**WHAT TO PRODUCE**
Search the entries for the word "pair" and report each line that has it.
(STUDY MATERIAL)
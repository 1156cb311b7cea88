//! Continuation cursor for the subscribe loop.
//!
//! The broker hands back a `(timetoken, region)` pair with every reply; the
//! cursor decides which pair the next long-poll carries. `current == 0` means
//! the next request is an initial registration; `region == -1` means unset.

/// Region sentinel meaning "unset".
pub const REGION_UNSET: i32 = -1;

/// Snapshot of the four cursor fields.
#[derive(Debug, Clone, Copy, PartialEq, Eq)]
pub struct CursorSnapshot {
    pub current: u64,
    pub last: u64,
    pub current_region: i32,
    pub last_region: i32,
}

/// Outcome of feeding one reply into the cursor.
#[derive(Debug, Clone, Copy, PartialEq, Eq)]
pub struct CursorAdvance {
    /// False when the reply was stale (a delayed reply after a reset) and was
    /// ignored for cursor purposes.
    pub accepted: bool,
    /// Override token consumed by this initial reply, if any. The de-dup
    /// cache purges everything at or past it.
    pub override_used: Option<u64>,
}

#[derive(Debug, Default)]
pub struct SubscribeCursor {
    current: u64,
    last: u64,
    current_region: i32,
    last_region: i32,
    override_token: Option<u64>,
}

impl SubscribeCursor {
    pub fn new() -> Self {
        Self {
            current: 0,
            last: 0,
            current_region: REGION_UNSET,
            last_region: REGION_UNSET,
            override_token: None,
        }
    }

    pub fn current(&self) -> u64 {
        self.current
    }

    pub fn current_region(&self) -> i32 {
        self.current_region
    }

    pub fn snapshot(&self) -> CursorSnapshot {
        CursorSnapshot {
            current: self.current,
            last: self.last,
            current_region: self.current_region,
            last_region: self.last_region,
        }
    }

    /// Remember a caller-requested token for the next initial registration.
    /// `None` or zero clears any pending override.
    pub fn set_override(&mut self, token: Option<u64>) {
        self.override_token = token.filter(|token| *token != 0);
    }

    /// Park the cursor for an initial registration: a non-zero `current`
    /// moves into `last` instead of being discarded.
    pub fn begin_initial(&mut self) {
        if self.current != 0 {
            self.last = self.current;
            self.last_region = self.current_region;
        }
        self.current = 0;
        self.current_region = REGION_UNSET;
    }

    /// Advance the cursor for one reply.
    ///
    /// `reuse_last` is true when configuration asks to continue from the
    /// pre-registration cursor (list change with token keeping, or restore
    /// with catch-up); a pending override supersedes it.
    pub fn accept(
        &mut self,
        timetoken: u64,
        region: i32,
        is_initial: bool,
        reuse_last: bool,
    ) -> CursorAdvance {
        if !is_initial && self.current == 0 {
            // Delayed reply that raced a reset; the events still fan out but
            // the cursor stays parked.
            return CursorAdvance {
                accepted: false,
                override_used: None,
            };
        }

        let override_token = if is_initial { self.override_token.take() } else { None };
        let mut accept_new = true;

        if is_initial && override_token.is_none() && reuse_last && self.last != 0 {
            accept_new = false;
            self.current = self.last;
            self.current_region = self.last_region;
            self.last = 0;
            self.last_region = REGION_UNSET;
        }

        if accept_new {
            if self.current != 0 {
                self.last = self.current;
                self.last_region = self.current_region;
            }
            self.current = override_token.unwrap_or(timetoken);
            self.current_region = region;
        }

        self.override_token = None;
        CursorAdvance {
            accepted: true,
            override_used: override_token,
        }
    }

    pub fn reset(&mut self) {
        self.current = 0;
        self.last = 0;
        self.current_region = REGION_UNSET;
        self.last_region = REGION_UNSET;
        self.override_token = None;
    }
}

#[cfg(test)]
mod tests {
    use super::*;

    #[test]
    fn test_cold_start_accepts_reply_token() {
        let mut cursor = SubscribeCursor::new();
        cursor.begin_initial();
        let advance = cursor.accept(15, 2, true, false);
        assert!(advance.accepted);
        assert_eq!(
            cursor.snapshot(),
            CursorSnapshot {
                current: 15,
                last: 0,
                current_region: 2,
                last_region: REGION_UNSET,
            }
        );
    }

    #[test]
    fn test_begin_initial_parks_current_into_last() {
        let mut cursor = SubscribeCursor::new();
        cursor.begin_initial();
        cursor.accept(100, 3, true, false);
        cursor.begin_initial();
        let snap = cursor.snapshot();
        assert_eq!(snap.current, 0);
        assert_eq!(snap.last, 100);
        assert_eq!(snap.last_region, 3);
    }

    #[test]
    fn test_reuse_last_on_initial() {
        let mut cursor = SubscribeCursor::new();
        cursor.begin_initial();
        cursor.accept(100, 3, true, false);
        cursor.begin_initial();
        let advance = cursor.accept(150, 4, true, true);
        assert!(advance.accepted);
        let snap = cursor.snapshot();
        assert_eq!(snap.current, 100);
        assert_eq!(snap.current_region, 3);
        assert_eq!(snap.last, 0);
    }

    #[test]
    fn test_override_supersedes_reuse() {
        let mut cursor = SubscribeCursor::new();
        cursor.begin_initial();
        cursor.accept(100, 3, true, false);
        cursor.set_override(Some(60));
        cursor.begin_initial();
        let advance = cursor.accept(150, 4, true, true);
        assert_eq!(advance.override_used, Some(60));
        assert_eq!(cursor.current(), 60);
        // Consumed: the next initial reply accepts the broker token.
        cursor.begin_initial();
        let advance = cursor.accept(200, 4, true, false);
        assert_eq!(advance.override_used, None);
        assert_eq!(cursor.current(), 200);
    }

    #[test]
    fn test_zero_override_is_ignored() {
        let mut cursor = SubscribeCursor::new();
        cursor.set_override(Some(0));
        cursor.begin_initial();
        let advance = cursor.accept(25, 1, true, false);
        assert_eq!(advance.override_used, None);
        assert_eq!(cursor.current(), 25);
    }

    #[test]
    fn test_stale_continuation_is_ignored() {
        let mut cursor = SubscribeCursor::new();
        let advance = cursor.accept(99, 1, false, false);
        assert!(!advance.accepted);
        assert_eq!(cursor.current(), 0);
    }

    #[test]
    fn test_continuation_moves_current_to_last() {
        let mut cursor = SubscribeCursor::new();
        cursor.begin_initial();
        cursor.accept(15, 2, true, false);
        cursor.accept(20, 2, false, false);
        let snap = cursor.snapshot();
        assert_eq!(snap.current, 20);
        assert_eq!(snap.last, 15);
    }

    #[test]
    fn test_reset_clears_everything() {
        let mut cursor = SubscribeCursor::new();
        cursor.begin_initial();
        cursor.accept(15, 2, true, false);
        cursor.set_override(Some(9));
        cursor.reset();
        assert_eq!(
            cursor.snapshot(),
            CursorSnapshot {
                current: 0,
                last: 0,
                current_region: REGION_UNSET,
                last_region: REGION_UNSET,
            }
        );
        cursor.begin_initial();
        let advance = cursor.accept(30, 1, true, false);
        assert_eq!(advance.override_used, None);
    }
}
(End STUDY MATERIAL)
**EXPECTED OUTPUT**
//! The broker hands back a `(timetoken, region)` pair with every reply; the
//! cursor decides which pair the next long-poll carries. `current == 0` means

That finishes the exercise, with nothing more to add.